Familial amyloidotic polyneuropathy. TTR Met 30 in Majorca (Spain)

We analyzed data from 78 Majorcan patients with familial amyloidotic polyneuropathy (FAP): 57 confirmed and 21 non-confirmed. Diagnosis was established in the first group by histopathological study or detection of the biochemical marker in serum, and in the second was sup-ported by clinical information and family history. Eighteen confirmed patients were isolated cases and 39 had a family history of FAP. Age of onset was 46. 7 years; later in males; predominance of males (72%) and late on-set cases (65%). The TTR variant was Met 30 associated with haplotype I. Initial sensorimotor syndrome was present only in 55% of patients. Multiple progressive handicaps appeared. Duration averaged 10.5 years and was longer in males. Prevalence rate was 3.3 patients per 100,000 and asymptomatic carriers were 83. Twelve patients underwent liver transplantation.

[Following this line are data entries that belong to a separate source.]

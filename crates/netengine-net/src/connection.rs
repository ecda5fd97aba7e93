//! Per-connection I/O shared by both transport roles.
//!
//! Every open connection runs three tasks: a receive loop that turns frames
//! into `Data` packets, a send loop that is the only writer of the stream,
//! and a supervisor that waits for the receive loop to end (for any reason,
//! panics included), tears the send loop down and reports exactly one
//! `Disconnection` packet.

use std::collections::VecDeque;
use std::net::SocketAddr;
use std::sync::{Arc, Mutex, MutexGuard, PoisonError};

use crossbeam_channel::Sender;
use tokio::io::{AsyncRead, AsyncWrite};
use tokio::sync::{Notify, watch};
use tokio::task::JoinHandle;
use tracing::{debug, error, trace, warn};

use crate::framing::{FrameConfig, FrameError, read_frame, write_frames};
use crate::packet::{ConnectionId, Packet};

/// Anything the connection tasks can read frames from and write frames to.
pub trait ByteStream: AsyncRead + AsyncWrite + Unpin + Send + 'static {}

impl<T> ByteStream for T where T: AsyncRead + AsyncWrite + Unpin + Send + 'static {}

/// Transport-side state of one connection.
///
/// The outbound queue has its own lock so that enqueueing for one connection
/// never contends with another connection's send loop.
#[derive(Debug)]
pub(crate) struct ClientToken {
    address: SocketAddr,
    outbound: Mutex<VecDeque<Vec<u8>>>,
    wake: Notify,
    close_tx: watch::Sender<bool>,
}

impl ClientToken {
    pub(crate) fn new(address: SocketAddr) -> Arc<Self> {
        let (close_tx, _) = watch::channel(false);
        Arc::new(Self {
            address,
            outbound: Mutex::new(VecDeque::new()),
            wake: Notify::new(),
            close_tx,
        })
    }

    pub(crate) fn address(&self) -> SocketAddr {
        self.address
    }

    fn queue(&self) -> MutexGuard<'_, VecDeque<Vec<u8>>> {
        self.outbound.lock().unwrap_or_else(PoisonError::into_inner)
    }

    /// Append a payload and wake the send loop. Never blocks on I/O.
    pub(crate) fn enqueue(&self, payload: Vec<u8>) {
        self.queue().push_back(payload);
        self.wake.notify_one();
    }

    /// Take everything queued so far, in enqueue order.
    fn drain(&self) -> VecDeque<Vec<u8>> {
        std::mem::take(&mut *self.queue())
    }

    pub(crate) fn pending(&self) -> usize {
        self.queue().len()
    }

    pub(crate) fn clear(&self) {
        self.queue().clear();
    }

    /// Ask both loops to stop. Idempotent.
    pub(crate) fn close(&self) {
        self.close_tx.send_replace(true);
    }

    pub(crate) fn is_closed(&self) -> bool {
        *self.close_tx.borrow()
    }

    fn close_signal(&self) -> watch::Receiver<bool> {
        self.close_tx.subscribe()
    }
}

/// Start the receive, send and supervisor tasks for an established stream.
///
/// `on_closed` runs in the supervisor right before the `Disconnection`
/// packet is pushed; the transport uses it to unregister the token.
pub(crate) fn spawn_io<S, F>(
    id: ConnectionId,
    stream: S,
    token: Arc<ClientToken>,
    inbound: Sender<Packet>,
    frame: FrameConfig,
    on_closed: F,
) -> JoinHandle<()>
where
    S: ByteStream,
    F: FnOnce() + Send + 'static,
{
    let (reader, writer) = tokio::io::split(stream);

    let send = tokio::spawn(send_loop(id, writer, Arc::clone(&token), frame));
    let receive = tokio::spawn(receive_loop(
        id,
        reader,
        token.close_signal(),
        inbound.clone(),
        frame,
    ));

    tokio::spawn(async move {
        if let Err(e) = receive.await {
            error!(connection = %id, error = %e, "receive loop aborted");
        }

        // Unflushed outbound data is dropped with the send loop.
        token.close();
        send.abort();
        match send.await {
            Err(e) if e.is_panic() => error!(connection = %id, error = %e, "send loop aborted"),
            _ => {}
        }

        on_closed();
        if inbound.send(Packet::disconnection(id)).is_err() {
            trace!(connection = %id, "inbound queue gone, disconnection not reported");
        }
        debug!(connection = %id, "connection closed");
    })
}

async fn receive_loop<R: AsyncRead + Unpin>(
    id: ConnectionId,
    mut reader: R,
    mut close_rx: watch::Receiver<bool>,
    inbound: Sender<Packet>,
    frame: FrameConfig,
) {
    if *close_rx.borrow_and_update() {
        return;
    }

    loop {
        tokio::select! {
            result = read_frame(&mut reader, &frame) => match result {
                Ok(payload) => {
                    trace!(connection = %id, bytes = payload.len(), "frame received");
                    if inbound.send(Packet::data(id, payload)).is_err() {
                        break;
                    }
                }
                Err(FrameError::ConnectionClosed) => {
                    debug!(connection = %id, "peer closed the stream");
                    break;
                }
                Err(e) => {
                    warn!(connection = %id, error = %e, "receive failed");
                    break;
                }
            },
            _ = close_rx.changed() => {
                debug!(connection = %id, "connection closed locally");
                break;
            }
        }
    }
}

async fn send_loop<W: AsyncWrite + Unpin>(
    id: ConnectionId,
    mut writer: W,
    token: Arc<ClientToken>,
    frame: FrameConfig,
) {
    let mut close_rx = token.close_signal();

    while !token.is_closed() {
        tokio::select! {
            _ = token.wake.notified() => {}
            _ = close_rx.changed() => break,
        }

        let batch = token.drain();
        if batch.is_empty() {
            continue;
        }

        match write_frames(&mut writer, &batch, &frame).await {
            Ok(count) => trace!(connection = %id, frames = count, "outbound queue flushed"),
            Err(e) => {
                warn!(connection = %id, error = %e, "send failed, closing connection");
                token.close();
                break;
            }
        }
    }
}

Since 1989, the number of FAP families, patients, prevalence, isolated cases and municipalities with affected families was increased. One founder hypothesis is supported; the mutation probably arrived from Portugal. The Majorcan focus is the fifth largest in the world. Age of onset lies between that of Sweden and those of Portugal, Japan and Brazil. Early diagnosis is very important for the possible indication of liver transplantation. FAP constitutes a public health problem in Majorca.